The U.K. Food Standards Agency has opened a public consultation on labeling allergens on prepared food products. The consultation applies to foods “prepacked on the premises in anticipation of an order, before being offered for sale,” such as “fresh (uncooked) pizzas from the deli counter,” “boxed salads,” “hot foods such as rotisserie chicken or wedges,” and “foods that are pre-weighed and packed such as cheese or meats from a delicatessen counter or baked goods from an in-store bakery.” The consultation closes March 29, 2019. The New York Times also addressed food allergen labeling, asserting that regulations in the United States are incomplete. The author notes that label statements indicating the possibility of traces of allergens are unregulated, leading to inconsistent messages, and some common allergens are not noted at all, such as sesame.

The U.K. Advertising Standards Authority (ASA) has upheld a complaint that a “100% Natural Ingredients” claim was misleading because the processing of the snack bar's ingredients did not comply with the Food Standards Agency’s (FSA's) criteria for use of the term “natural.” United Biscuits submitted a list of ingredients for its “Go Ahead Goodness” snack bars and asserted that all ingredients were made in a traditional manner.

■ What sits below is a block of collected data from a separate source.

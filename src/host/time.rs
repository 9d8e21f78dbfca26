//! Injected time and deferral capabilities.
//!
//! The focus debouncer compares instants and defers work onto the host UI
//! loop. Both capabilities are traits so the state machines can run under
//! test against a hand-cranked clock and scheduler.

use std::time::{Duration, Instant};

/// Monotonic time source.
pub trait Clock {
    /// Current instant, as elapsed time from an arbitrary fixed origin.
    fn now(&self) -> Duration;
}

/// One-shot deferral onto the host UI loop.
///
/// There is no cancellation: scheduled callbacks always fire, and any work
/// they would do must re-check live state first.
pub trait Scheduler {
    /// Run `callback` once, roughly `delay` after now, on the UI thread.
    fn schedule_once(&self, delay: Duration, callback: Box<dyn FnOnce()>);

    /// Run `callback` once at the next idle slot of the UI loop.
    fn schedule_idle(&self, callback: Box<dyn FnOnce()>);
}

/// Clock backed by [`std::time::Instant`].
pub struct SystemClock {
    origin: Instant,
}

impl SystemClock {
    pub fn new() -> Self {
        Self {
            origin: Instant::now(),
        }
    }
}

impl Default for SystemClock {
    fn default() -> Self {
        Self::new()
    }
}

impl Clock for SystemClock {
    fn now(&self) -> Duration {
        self.origin.elapsed()
    }
}
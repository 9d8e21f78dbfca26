//! Read-only widget-tree traversal.

use std::rc::Rc;

/// One node of the host's widget tree, seen through its focus-relevant
/// capabilities only.
pub trait WidgetNode {
    /// Child widgets in layout order; empty for leaves.
    fn children(&self) -> Vec<Rc<dyn WidgetNode>>;

    /// Whether the widget is able to receive input focus.
    fn can_focus(&self) -> bool;

    /// Whether the widget currently has input focus.
    fn has_focus(&self) -> bool;
}

/// Find the leaf widget that should receive input focus inside `widget`.
///
/// Depth-first: the first focusable descendant wins. Some containers have
/// no children yet can take focus themselves (tree views, for instance),
/// so the widget itself is the answer when nothing deeper matched.
///
/// Purely read-only; the tree is queried fresh on every call and no
/// reference outlives the lookup.
pub fn find_focus_target(widget: &Rc<dyn WidgetNode>) -> Option<Rc<dyn WidgetNode>> {
    let mut focus = None;
    for child in widget.children() {
        focus = find_focus_target(&child);
        if focus.is_some() {
            break;
        }
    }
    if focus.is_none() && widget.can_focus() {
        focus = Some(Rc::clone(widget));
    }
    focus
}
//! Focus tracking across the three tabbed containers.
//!
//! The host shell fires focus-in, focus-out, grab, child-focus, and
//! tab-change notifications in overlapping bursts, and a single real focus
//! transition commonly raises several of them in both directions. The
//! tracker funnels every notification into one debounced highlight pass:
//! requests carry only an advisory direction hint, coalesce into a single
//! pending ticket, and the pass itself re-reads live widget state when it
//! finally runs, so stale hints cannot apply stale styling.

use std::cell::RefCell;
use std::rc::Rc;
use std::time::Duration;

use xi_tweaks_config::Config;

use crate::focus::style::{focused_markup, strip_markup};
use crate::host::{
    Clock, Container, HostShell, Scheduler, SignalHandler, SignalKind, SignalSource,
    SubscriptionId, TabStyle, find_focus_target,
};

/// Delay before a requested highlight pass runs. Long enough to let one
/// burst of notifications finish, short enough to be invisible.
pub const HIGHLIGHT_DELAY: Duration = Duration::from_millis(25);

/// Minimum interval between applications of opposite highlight states.
/// A gain arriving sooner than this after a loss (or vice versa) is the
/// tail of a tab-switch flutter, not a real transition.
pub const MIN_TOGGLE_INTERVAL: Duration = Duration::from_millis(100);

/// Direction hinted by an incoming focus notification.
#[derive(Debug, Clone, Copy, PartialEq, Eq)]
pub enum Direction {
    /// A tracked container is gaining the highlight.
    Gain,
    /// The highlight is being dropped.
    Loss,
}

/// Container-level signals the tracker subscribes to when enabled.
const CONTAINER_SIGNALS: [SignalKind; 8] = [
    SignalKind::FocusGained,
    SignalKind::FocusLost,
    SignalKind::GrabAcquired,
    SignalKind::GrabReleased,
    SignalKind::ChildFocusChanged,
    SignalKind::TabSelecting,
    SignalKind::TabSwitched,
    SignalKind::StateFlagsChanged,
];

/// Signals of the embedded text widget the tracker also follows.
const EDITOR_VIEW_SIGNALS: [SignalKind; 2] = [SignalKind::EditorFocusIn, SignalKind::EditorFocusOut];

/// At most one deferred pass may be outstanding; later requests only
/// overwrite the hint. Discarding a ticket (`pending = false`) orphans the
/// already-scheduled callback, which then returns without running a pass.
#[derive(Debug, Default)]
struct DebounceTicket {
    pending: bool,
    hint: Option<Direction>,
}

/// Which container is logically focused, plus the instants the last
/// confirmed gain/loss were applied. Only one of the two timestamps is
/// live at a time; applying one direction clears the other.
#[derive(Debug, Default)]
struct FocusState {
    focused: Option<Container>,
    last_gain: Option<Duration>,
    last_loss: Option<Duration>,
}

#[derive(Default)]
struct TrackerState {
    focus: FocusState,
    ticket: DebounceTicket,
    subscriptions: Vec<SubscriptionId>,
}

struct TrackerShared {
    shell: Rc<dyn HostShell>,
    clock: Rc<dyn Clock>,
    scheduler: Rc<dyn Scheduler>,
    config: Rc<RefCell<Config>>,
    state: RefCell<TrackerState>,
}

/// Decides which tracked container holds logical focus and keeps tab
/// styling in step with it.
///
/// All mutation happens inside the highlight pass, which only ever runs on
/// the single UI thread; the interior `RefCell` is never borrowed across a
/// shell call that could re-enter it.
#[derive(Clone)]
pub struct FocusTracker {
    shared: Rc<TrackerShared>,
}

impl FocusTracker {
    pub fn new(
        shell: Rc<dyn HostShell>,
        clock: Rc<dyn Clock>,
        scheduler: Rc<dyn Scheduler>,
        config: Rc<RefCell<Config>>,
    ) -> Self {
        Self {
            shared: Rc::new(TrackerShared {
                shell,
                clock,
                scheduler,
                config,
                state: RefCell::new(TrackerState::default()),
            }),
        }
    }

    /// Subscribe to every focus-relevant signal. Idempotent.
    pub fn enable(&self) {
        let mut state = self.shared.state.borrow_mut();
        if !state.subscriptions.is_empty() {
            return;
        }
        for container in Container::ALL {
            for kind in CONTAINER_SIGNALS {
                let id = self.shared.shell.connect(
                    SignalSource::Container(container),
                    kind,
                    self.make_handler(container, kind),
                );
                state.subscriptions.push(id);
            }
        }
        for kind in EDITOR_VIEW_SIGNALS {
            let id = self.shared.shell.connect(
                SignalSource::EditorView,
                kind,
                self.make_handler(Container::Editor, kind),
            );
            state.subscriptions.push(id);
        }
        log::debug!("focus tracker enabled ({} signals)", state.subscriptions.len());
    }

    /// Release every subscription, discard any pending ticket, and run one
    /// synchronous corrective pass that clears all Focused markers.
    pub fn disable(&self) {
        let subscriptions = {
            let mut state = self.shared.state.borrow_mut();
            if state.subscriptions.is_empty() && !state.ticket.pending {
                return;
            }
            state.ticket = DebounceTicket::default();
            std::mem::take(&mut state.subscriptions)
        };
        for id in subscriptions {
            self.shared.shell.disconnect(id);
        }
        TrackerShared::run_corrective_pass(&self.shared);
        log::debug!("focus tracker disabled");
    }

    /// Whether the tracker currently holds subscriptions.
    pub fn is_enabled(&self) -> bool {
        !self.shared.state.borrow().subscriptions.is_empty()
    }

    /// The container whose tab currently carries the Focused marker.
    pub fn focused(&self) -> Option<Container> {
        self.shared.state.borrow().focus.focused
    }

    /// Ask for a debounced highlight pass, e.g. after settings changed.
    pub fn request_highlight(&self, hint: Direction) {
        TrackerShared::request_highlight(&self.shared, hint);
    }

    fn make_handler(&self, container: Container, kind: SignalKind) -> SignalHandler {
        let weak = Rc::downgrade(&self.shared);
        Box::new(move || {
            let Some(shared) = weak.upgrade() else { return };
            if let Some(hint) = TrackerShared::hint_for(&shared, container, kind) {
                TrackerShared::request_highlight(&shared, hint);
            }
        })
    }
}

/// Whether highlighting covers `container` under the current settings.
fn highlight_enabled_for(config: &Config, container: Container) -> bool {
    config.notebook_focus_enabled
        || (config.sidebar_focus_enabled && container == Container::Sidebar)
}

impl TrackerShared {
    /// Map a notification to an advisory direction, or `None` to ignore it.
    ///
    /// Loss-kind signals always hint Loss. Gain-kind signals hint Gain only
    /// when highlighting covers the originating container; focus moving
    /// into an uncovered container still means any existing highlight must
    /// drop. Tab-change notifications count only when their container
    /// already holds the window focus — switching tabs in an unfocused
    /// container is not a focus transition.
    fn hint_for(shared: &Rc<Self>, container: Container, kind: SignalKind) -> Option<Direction> {
        let gain_or_loss = || {
            if highlight_enabled_for(&shared.config.borrow(), container) {
                Direction::Gain
            } else {
                Direction::Loss
            }
        };
        match kind {
            SignalKind::FocusLost | SignalKind::GrabReleased | SignalKind::EditorFocusOut => {
                Some(Direction::Loss)
            }
            SignalKind::TabSelecting | SignalKind::TabSwitched => shared
                .shell
                .container_has_focus(container)
                .then(gain_or_loss),
            SignalKind::FocusGained
            | SignalKind::GrabAcquired
            | SignalKind::ChildFocusChanged
            | SignalKind::StateFlagsChanged
            | SignalKind::EditorFocusIn => Some(gain_or_loss()),
            _ => None,
        }
    }

    /// Coalesce a pass request into the single pending ticket.
    fn request_highlight(shared: &Rc<Self>, hint: Direction) {
        {
            let mut state = shared.state.borrow_mut();
            state.ticket.hint = Some(hint);
            if state.ticket.pending {
                return;
            }
            state.ticket.pending = true;
        }
        let weak = Rc::downgrade(shared);
        shared.scheduler.schedule_once(
            HIGHLIGHT_DELAY,
            Box::new(move || {
                let Some(shared) = weak.upgrade() else { return };
                let hint = {
                    let mut state = shared.state.borrow_mut();
                    if !state.ticket.pending {
                        // Ticket was discarded by disable(); nothing to do.
                        return;
                    }
                    state.ticket.pending = false;
                    state.ticket.hint.take()
                };
                if let Some(hint) = hint {
                    Self::run_highlight_pass(&shared, hint);
                }
            }),
        );
    }

    /// The highlight pass. Runs the interval gate on the hinted direction,
    /// re-resolves the real focus owner, applies styling to every tab, and
    /// records which direction was actually applied.
    fn run_highlight_pass(shared: &Rc<Self>, hint: Direction) {
        let now = shared.clock.now();
        {
            let state = shared.state.borrow();
            let opposite_applied_at = match hint {
                Direction::Gain => state.focus.last_loss,
                Direction::Loss => state.focus.last_gain,
            };
            if opposite_applied_at
                .is_some_and(|at| now.saturating_sub(at) < MIN_TOGGLE_INTERVAL)
            {
                // Opposite-direction flip inside the quiet window: flutter.
                return;
            }
        }

        let (sidebar_on, notebook_on, bold, color) = {
            let config = shared.config.borrow();
            (
                config.sidebar_focus_enabled,
                config.notebook_focus_enabled,
                config.sidebar_focus_bold,
                config.sidebar_focus_color.clone(),
            )
        };
        let enabled_for = |container: Container| {
            notebook_on || (sidebar_on && container == Container::Sidebar)
        };

        if !sidebar_on && !notebook_on {
            // Settings flipped off since this pass was scheduled: release
            // the subscriptions and fall through to unfocus everything.
            let subscriptions =
                std::mem::take(&mut shared.state.borrow_mut().subscriptions);
            for id in subscriptions {
                shared.shell.disconnect(id);
            }
        }

        let owner = if sidebar_on || notebook_on {
            Self::resolve_focus_owner(shared)
        } else {
            None
        };

        let mut highlighted = None;
        for container in Container::ALL {
            let current = shared.shell.current_tab(container);
            for tab in 0..shared.shell.tab_count(container) {
                let focused = owner == Some(container)
                    && current == Some(tab)
                    && enabled_for(container);
                Self::apply_tab_style(shared, container, tab, focused, bold, &color);
                if focused {
                    highlighted = Some(container);
                }
            }
        }

        let applied = if highlighted.is_some() {
            Direction::Gain
        } else {
            Direction::Loss
        };
        let mut state = shared.state.borrow_mut();
        state.focus.focused = highlighted;
        match applied {
            Direction::Gain => {
                state.focus.last_gain = Some(now);
                state.focus.last_loss = None;
            }
            Direction::Loss => {
                state.focus.last_loss = Some(now);
                state.focus.last_gain = None;
            }
        }
    }

    /// Unconditionally clear every Focused marker; used by `disable()`.
    fn run_corrective_pass(shared: &Rc<Self>) {
        for container in Container::ALL {
            for tab in 0..shared.shell.tab_count(container) {
                Self::apply_tab_style(shared, container, tab, false, false, "");
            }
        }
        let now = shared.clock.now();
        let mut state = shared.state.borrow_mut();
        state.focus.focused = None;
        state.focus.last_loss = Some(now);
        state.focus.last_gain = None;
    }

    /// Which container truly owns input focus right now.
    ///
    /// A container owns focus when the container widget itself reports it,
    /// when the focus target inside its visible page reports it, or when
    /// the page widget reports it. For the editor, the embedded text
    /// widget counts as the container.
    fn resolve_focus_owner(shared: &Rc<Self>) -> Option<Container> {
        let shell = &shared.shell;
        for container in Container::ALL {
            if !shell.container_is_visible(container) {
                continue;
            }
            if shell.container_has_focus(container) {
                return Some(container);
            }
            if container == Container::Editor && shell.editor_has_focus() {
                return Some(container);
            }
            if let Some(page) = shell
                .current_tab(container)
                .and_then(|tab| shell.tab_widget(container, tab))
            {
                if find_focus_target(&page).is_some_and(|target| target.has_focus()) {
                    return Some(container);
                }
                if page.has_focus() {
                    return Some(container);
                }
            }
        }
        None
    }

    /// Style one tab. The label is only rewritten when it would actually
    /// change, so repeated passes with no transition do no work.
    fn apply_tab_style(
        shared: &Rc<Self>,
        container: Container,
        tab: usize,
        focused: bool,
        bold: bool,
        color: &str,
    ) {
        let shell = &shared.shell;
        let Some(label) = shell.tab_label(container, tab) else {
            return;
        };
        let plain = strip_markup(&label);
        if focused {
            shell.set_tab_style(container, tab, TabStyle::Focused);
            let color = (!color.is_empty()).then_some(color);
            let markup = focused_markup(&plain, bold, color);
            if markup != label {
                shell.set_tab_label(container, tab, &markup);
            }
        } else {
            shell.set_tab_style(container, tab, TabStyle::Unfocused);
            if plain != label {
                shell.set_tab_label(container, tab, &plain);
            }
        }
    }
}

After ASA referred to FSA guidance, it determined that the refining of sunflower oil involves the use of chemical solvents and the process of creating reduced-fat cocoa powder involves the addition of potassium carbonate. Because the FSA guidance says neither the solvent extraction process nor the use of acid or alkali solutions is “in line with consumer expectations of ‘natural,’” ASA ruled that consumers would not consider the ingredients natural and that the advertisement was misleading.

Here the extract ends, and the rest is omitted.